## INSTRUCTIONS FOR THE TASK:
Search the records below for the word "Exit". Pull out each line that has it.

## DATA EXTRACT:
- Opening Delimiter -

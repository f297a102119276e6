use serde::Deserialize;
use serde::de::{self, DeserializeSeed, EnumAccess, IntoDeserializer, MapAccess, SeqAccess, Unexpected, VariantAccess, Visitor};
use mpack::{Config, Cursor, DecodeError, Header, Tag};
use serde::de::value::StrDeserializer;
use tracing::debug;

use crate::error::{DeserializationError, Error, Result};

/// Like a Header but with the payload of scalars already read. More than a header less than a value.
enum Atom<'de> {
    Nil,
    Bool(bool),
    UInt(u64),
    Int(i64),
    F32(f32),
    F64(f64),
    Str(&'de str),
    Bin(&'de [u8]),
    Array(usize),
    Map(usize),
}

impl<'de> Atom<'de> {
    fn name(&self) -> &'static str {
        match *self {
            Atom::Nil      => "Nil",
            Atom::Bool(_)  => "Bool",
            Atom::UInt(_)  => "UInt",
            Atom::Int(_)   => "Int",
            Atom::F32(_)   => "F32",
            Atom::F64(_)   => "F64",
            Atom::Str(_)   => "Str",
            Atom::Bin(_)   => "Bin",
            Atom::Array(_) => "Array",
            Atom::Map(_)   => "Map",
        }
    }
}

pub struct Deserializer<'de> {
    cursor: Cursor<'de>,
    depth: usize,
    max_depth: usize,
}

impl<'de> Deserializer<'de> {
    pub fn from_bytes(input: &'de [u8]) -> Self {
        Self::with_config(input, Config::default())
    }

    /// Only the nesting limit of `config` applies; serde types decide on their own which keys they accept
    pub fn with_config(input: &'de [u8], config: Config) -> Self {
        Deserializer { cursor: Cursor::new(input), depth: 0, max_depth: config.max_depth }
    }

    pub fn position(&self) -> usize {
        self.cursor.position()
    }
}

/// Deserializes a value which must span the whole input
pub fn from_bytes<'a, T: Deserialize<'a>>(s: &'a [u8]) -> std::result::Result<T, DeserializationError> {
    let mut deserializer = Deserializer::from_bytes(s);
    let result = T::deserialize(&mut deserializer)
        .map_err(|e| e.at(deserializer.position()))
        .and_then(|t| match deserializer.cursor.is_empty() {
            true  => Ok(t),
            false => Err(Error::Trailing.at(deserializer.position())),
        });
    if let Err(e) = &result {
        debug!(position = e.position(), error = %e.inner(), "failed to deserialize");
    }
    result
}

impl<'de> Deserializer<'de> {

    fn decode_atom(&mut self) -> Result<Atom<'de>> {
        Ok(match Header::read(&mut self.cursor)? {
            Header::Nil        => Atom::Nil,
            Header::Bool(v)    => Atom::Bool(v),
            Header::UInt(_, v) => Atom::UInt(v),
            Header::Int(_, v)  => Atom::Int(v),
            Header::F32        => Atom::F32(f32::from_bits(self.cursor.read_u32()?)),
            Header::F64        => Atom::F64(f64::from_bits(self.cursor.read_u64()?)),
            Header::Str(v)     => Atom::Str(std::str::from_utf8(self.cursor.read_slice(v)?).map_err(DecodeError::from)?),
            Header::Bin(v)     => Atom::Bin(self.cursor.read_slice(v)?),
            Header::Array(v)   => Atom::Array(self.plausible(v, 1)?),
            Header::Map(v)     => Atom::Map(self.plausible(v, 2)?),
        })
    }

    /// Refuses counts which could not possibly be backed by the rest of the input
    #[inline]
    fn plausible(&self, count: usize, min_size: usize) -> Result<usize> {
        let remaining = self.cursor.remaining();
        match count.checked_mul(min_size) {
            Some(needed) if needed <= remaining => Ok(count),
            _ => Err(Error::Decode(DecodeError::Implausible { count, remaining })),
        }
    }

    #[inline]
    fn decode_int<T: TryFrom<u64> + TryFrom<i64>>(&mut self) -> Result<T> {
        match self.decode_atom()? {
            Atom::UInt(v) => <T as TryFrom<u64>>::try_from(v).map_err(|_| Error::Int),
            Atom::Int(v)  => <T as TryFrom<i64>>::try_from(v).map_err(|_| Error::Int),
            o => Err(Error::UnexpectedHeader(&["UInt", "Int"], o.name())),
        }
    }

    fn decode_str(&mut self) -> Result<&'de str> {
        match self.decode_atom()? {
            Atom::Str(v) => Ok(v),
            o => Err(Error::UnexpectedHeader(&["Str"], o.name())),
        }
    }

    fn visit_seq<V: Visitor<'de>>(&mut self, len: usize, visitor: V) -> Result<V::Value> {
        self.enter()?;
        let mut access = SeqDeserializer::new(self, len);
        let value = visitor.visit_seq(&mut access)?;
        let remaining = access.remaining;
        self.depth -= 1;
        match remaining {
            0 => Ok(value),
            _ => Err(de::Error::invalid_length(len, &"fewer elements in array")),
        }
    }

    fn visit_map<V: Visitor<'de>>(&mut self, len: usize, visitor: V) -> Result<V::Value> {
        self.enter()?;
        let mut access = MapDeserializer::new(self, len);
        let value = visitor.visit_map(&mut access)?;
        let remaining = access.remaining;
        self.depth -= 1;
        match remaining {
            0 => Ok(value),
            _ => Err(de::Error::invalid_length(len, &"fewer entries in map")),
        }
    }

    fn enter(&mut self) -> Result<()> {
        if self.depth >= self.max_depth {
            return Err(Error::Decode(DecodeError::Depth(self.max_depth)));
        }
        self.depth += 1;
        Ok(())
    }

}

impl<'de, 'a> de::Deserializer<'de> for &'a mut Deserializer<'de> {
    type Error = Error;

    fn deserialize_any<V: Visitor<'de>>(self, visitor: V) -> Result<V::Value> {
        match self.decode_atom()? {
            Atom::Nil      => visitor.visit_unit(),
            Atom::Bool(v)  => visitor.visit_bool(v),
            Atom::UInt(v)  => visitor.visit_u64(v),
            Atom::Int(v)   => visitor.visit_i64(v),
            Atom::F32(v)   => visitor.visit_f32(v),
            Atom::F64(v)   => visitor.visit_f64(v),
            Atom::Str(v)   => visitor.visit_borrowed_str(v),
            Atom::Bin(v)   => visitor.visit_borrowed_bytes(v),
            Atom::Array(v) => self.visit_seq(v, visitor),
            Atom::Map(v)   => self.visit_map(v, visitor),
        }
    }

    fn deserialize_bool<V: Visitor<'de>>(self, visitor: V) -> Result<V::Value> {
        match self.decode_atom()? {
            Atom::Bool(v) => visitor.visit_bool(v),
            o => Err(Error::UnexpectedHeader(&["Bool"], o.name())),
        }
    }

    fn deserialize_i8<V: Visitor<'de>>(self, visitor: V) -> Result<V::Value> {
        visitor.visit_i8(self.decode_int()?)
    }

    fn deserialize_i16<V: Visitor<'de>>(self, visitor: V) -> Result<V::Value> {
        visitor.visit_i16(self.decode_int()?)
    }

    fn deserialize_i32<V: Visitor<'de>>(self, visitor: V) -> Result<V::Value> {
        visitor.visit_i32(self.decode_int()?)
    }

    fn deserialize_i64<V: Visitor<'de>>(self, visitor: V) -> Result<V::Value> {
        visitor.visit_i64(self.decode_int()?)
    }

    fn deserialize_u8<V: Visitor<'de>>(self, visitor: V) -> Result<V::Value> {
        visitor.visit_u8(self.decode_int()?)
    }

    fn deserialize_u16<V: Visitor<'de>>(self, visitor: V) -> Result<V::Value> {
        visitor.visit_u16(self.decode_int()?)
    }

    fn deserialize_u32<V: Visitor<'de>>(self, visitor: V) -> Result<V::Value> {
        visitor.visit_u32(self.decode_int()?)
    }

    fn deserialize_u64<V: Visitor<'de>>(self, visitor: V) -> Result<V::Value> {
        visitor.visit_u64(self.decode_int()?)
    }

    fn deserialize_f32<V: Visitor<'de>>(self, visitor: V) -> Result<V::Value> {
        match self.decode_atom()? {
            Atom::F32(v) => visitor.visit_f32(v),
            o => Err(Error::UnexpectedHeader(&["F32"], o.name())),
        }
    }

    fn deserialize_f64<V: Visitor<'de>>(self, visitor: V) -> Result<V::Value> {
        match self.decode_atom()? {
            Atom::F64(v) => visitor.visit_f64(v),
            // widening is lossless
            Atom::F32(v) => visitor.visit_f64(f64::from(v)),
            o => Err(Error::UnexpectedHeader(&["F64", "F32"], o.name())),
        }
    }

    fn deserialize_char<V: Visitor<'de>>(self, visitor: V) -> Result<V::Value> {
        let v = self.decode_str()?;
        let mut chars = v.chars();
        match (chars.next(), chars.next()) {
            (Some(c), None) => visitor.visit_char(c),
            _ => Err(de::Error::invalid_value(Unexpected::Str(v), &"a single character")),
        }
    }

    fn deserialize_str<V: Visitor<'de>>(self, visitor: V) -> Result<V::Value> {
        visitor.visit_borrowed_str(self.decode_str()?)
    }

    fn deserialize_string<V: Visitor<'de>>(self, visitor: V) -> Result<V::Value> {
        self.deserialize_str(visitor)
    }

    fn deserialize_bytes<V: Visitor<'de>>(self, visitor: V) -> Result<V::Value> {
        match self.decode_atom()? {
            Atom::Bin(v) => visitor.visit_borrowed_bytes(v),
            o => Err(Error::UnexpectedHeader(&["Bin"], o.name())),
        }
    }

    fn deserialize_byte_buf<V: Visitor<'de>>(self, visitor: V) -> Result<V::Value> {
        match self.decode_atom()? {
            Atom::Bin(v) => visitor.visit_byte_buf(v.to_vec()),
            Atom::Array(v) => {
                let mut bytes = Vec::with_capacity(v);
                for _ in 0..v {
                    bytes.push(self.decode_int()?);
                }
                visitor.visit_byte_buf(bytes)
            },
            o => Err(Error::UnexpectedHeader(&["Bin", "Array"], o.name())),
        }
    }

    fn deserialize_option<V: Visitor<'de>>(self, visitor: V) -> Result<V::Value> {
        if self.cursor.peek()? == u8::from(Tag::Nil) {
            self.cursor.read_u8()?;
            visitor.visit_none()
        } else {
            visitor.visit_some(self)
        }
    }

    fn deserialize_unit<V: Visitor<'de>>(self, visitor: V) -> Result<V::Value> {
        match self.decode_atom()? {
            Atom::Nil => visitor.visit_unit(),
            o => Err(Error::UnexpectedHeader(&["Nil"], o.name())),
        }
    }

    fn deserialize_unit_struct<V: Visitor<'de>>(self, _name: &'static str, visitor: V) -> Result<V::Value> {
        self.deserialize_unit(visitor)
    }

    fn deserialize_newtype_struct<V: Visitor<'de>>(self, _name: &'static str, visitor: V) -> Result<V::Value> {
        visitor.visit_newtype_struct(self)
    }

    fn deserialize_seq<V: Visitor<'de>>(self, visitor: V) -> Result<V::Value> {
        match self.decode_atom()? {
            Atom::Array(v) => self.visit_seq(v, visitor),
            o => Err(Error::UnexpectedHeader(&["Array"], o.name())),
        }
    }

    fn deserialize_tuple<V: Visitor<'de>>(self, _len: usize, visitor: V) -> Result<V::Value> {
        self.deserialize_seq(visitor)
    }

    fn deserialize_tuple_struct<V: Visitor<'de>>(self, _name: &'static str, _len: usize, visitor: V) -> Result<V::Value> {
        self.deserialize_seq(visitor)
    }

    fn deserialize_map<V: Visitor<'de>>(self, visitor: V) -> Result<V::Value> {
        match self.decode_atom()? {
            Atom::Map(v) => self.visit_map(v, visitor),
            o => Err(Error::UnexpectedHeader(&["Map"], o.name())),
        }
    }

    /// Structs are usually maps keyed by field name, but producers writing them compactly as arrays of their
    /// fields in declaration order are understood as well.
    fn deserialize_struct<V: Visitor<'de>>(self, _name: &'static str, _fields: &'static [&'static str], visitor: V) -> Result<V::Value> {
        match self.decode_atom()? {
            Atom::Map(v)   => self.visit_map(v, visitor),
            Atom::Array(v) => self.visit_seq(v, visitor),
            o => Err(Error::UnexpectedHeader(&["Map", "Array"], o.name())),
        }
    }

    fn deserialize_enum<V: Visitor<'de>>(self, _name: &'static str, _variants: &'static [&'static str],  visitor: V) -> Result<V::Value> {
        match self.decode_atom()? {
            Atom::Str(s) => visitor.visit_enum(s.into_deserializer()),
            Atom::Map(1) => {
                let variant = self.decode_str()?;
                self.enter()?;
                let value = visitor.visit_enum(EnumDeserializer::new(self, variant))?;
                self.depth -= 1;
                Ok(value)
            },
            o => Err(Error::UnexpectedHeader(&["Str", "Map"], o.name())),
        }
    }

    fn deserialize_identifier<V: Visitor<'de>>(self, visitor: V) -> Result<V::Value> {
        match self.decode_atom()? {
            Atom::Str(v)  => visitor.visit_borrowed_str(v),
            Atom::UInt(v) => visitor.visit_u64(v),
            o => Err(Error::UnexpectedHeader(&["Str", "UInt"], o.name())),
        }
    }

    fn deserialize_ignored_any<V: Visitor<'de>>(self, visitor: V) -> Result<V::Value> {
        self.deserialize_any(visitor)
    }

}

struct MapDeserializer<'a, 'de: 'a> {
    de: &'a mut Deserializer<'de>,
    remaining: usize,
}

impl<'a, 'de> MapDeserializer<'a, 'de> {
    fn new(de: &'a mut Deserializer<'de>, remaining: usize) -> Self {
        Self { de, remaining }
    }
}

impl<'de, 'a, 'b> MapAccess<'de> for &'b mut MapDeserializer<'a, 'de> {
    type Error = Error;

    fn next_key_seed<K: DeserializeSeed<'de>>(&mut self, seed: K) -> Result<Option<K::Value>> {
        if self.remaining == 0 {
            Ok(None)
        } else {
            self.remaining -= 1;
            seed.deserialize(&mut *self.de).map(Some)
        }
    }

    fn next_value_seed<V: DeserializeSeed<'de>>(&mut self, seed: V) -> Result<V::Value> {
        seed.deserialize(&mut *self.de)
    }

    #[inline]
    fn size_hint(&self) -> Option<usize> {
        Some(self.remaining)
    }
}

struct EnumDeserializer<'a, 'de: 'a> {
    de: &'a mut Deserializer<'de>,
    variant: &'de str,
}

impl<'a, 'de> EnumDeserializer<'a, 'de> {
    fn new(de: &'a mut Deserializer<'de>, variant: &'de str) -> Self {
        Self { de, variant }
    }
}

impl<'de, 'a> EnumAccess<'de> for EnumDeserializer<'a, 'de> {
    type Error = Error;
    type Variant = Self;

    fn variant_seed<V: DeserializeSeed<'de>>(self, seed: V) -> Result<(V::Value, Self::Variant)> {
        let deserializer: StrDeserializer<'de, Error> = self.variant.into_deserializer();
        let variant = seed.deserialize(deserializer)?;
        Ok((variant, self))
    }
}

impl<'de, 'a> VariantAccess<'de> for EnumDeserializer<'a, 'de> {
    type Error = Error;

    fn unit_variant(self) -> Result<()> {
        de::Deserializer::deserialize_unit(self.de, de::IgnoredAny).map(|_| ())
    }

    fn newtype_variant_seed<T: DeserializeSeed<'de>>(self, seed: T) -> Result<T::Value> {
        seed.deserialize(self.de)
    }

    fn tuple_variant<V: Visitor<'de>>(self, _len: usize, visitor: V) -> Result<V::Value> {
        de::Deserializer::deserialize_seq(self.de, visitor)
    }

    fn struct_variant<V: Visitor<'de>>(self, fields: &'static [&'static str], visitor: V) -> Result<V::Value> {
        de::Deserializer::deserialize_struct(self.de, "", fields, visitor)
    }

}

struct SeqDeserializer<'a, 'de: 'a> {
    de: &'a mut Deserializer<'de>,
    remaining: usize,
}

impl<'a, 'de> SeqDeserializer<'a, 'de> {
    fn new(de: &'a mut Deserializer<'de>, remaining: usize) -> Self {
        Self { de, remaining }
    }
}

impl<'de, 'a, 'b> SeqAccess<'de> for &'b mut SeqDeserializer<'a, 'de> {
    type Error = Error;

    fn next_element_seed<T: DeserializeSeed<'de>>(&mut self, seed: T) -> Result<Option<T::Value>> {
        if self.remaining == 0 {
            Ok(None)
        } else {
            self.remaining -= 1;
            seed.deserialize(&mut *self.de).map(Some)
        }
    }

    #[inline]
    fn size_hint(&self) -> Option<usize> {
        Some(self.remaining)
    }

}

- Closing Delimiter -
- Opening Delimiter -

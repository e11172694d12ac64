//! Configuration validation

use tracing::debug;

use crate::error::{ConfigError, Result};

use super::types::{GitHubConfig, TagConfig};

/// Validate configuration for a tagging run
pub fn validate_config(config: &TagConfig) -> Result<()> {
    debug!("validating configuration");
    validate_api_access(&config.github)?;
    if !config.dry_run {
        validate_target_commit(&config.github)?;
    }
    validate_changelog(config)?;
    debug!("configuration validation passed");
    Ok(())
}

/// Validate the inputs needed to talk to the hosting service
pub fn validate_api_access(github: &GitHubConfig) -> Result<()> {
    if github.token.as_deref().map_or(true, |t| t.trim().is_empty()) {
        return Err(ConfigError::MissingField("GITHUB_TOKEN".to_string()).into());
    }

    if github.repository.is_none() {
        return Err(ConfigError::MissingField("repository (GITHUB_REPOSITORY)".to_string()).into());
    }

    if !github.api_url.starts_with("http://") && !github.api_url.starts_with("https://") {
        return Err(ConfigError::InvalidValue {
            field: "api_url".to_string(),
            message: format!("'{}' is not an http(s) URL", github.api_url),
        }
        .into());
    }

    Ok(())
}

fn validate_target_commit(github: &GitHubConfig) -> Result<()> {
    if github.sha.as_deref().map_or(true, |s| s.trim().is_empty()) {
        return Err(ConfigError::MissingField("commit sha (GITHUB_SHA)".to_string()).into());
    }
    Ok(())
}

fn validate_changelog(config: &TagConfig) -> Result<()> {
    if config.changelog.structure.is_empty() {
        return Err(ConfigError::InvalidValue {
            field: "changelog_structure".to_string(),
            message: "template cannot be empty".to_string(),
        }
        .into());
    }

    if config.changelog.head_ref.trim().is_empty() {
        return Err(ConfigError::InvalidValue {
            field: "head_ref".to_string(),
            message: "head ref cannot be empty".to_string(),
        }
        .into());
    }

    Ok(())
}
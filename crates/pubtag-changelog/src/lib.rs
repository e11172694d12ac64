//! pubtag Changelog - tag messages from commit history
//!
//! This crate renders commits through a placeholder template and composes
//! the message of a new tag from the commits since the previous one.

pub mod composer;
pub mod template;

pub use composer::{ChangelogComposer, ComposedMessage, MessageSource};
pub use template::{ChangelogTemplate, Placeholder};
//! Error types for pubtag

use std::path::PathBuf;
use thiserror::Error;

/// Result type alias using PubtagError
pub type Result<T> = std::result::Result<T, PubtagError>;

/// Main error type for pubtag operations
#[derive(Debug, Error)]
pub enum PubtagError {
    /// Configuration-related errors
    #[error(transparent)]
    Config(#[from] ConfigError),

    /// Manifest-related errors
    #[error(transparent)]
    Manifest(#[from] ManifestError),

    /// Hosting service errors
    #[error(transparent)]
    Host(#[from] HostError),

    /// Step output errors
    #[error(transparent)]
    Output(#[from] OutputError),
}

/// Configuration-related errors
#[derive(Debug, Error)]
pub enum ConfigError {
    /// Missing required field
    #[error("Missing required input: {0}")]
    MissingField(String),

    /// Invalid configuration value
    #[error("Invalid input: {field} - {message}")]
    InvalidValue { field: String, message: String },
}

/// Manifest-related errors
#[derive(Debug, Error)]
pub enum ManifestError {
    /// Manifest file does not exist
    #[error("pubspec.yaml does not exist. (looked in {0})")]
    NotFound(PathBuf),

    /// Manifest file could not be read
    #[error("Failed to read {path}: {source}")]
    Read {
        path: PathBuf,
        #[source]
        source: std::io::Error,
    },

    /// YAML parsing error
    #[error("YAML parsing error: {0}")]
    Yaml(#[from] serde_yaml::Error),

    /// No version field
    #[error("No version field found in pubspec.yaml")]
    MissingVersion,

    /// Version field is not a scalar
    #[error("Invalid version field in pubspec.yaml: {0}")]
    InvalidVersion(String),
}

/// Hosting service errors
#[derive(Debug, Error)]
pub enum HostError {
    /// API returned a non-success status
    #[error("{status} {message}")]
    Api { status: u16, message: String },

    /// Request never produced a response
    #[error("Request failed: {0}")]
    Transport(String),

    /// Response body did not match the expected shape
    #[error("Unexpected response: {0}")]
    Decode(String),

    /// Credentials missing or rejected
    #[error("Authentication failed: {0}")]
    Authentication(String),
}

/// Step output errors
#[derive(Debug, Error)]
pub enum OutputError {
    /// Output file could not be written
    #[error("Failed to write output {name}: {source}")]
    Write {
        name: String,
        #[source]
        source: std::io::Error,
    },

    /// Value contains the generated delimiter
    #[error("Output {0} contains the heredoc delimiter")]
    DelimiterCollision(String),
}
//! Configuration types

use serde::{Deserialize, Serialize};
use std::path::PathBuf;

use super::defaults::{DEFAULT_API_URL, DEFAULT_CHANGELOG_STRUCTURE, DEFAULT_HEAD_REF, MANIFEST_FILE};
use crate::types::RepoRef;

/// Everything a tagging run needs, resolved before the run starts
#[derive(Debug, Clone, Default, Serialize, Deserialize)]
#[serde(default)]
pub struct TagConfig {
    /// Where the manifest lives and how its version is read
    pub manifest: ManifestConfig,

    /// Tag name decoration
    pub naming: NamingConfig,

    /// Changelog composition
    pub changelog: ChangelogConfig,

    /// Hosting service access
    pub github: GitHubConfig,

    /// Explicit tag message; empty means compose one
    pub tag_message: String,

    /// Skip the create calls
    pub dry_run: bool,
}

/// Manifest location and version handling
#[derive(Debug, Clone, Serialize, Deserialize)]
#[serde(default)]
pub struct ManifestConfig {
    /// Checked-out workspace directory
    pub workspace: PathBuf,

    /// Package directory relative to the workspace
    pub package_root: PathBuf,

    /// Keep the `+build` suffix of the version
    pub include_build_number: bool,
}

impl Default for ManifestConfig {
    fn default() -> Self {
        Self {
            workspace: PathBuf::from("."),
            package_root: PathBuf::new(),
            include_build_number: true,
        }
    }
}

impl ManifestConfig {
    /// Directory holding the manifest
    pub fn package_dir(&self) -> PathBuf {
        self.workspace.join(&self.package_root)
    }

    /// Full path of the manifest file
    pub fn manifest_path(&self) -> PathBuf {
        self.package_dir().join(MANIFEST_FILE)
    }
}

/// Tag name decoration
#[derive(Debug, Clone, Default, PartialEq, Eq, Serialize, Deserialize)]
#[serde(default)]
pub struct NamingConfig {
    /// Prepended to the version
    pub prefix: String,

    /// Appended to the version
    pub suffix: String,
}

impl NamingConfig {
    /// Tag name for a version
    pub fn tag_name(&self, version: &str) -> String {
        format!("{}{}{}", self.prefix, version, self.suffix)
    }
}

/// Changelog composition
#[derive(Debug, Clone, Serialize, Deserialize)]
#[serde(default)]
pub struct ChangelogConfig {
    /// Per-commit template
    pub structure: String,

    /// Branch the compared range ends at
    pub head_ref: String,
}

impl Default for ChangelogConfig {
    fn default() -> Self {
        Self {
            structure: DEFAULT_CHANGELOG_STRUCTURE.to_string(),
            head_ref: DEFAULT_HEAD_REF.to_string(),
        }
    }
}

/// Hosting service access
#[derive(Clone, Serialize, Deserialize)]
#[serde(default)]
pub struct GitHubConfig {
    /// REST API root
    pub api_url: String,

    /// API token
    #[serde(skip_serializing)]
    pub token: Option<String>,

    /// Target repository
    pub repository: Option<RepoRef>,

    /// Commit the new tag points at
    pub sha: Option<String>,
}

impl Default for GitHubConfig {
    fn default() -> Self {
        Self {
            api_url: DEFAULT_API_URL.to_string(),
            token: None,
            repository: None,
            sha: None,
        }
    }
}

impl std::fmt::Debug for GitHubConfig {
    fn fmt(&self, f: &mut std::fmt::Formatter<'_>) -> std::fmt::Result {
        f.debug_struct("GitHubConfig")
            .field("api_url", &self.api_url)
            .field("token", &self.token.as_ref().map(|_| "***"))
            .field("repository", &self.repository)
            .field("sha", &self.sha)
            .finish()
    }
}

- Closing Delimiter -
- Opening Delimiter -

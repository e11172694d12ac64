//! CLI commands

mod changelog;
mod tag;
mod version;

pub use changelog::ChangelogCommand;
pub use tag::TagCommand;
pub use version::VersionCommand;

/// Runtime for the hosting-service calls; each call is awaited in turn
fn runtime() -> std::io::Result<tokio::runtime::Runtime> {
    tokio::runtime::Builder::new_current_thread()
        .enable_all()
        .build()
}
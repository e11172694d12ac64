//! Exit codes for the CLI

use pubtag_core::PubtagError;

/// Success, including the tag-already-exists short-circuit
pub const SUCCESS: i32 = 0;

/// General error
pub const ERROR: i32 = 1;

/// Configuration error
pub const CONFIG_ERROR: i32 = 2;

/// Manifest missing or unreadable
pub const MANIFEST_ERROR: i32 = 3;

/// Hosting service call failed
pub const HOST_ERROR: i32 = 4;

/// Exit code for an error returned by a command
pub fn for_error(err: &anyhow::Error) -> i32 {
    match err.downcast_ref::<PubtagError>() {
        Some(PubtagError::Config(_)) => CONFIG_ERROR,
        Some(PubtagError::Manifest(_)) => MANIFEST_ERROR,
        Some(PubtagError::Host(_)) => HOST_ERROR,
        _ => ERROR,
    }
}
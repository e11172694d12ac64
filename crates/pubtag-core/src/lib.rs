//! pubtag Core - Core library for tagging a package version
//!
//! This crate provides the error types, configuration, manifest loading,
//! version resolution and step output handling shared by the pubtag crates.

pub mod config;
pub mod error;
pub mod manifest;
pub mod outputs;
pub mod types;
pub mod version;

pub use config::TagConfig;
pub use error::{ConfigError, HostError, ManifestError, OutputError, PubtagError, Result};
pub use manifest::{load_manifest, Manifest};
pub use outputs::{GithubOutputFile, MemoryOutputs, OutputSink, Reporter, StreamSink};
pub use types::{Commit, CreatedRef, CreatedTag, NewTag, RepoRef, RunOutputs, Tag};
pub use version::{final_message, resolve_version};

- Closing Delimiter -

## ANSWER AREA:
//! Exit codes for the CLI
/// Exit code for an error returned by a command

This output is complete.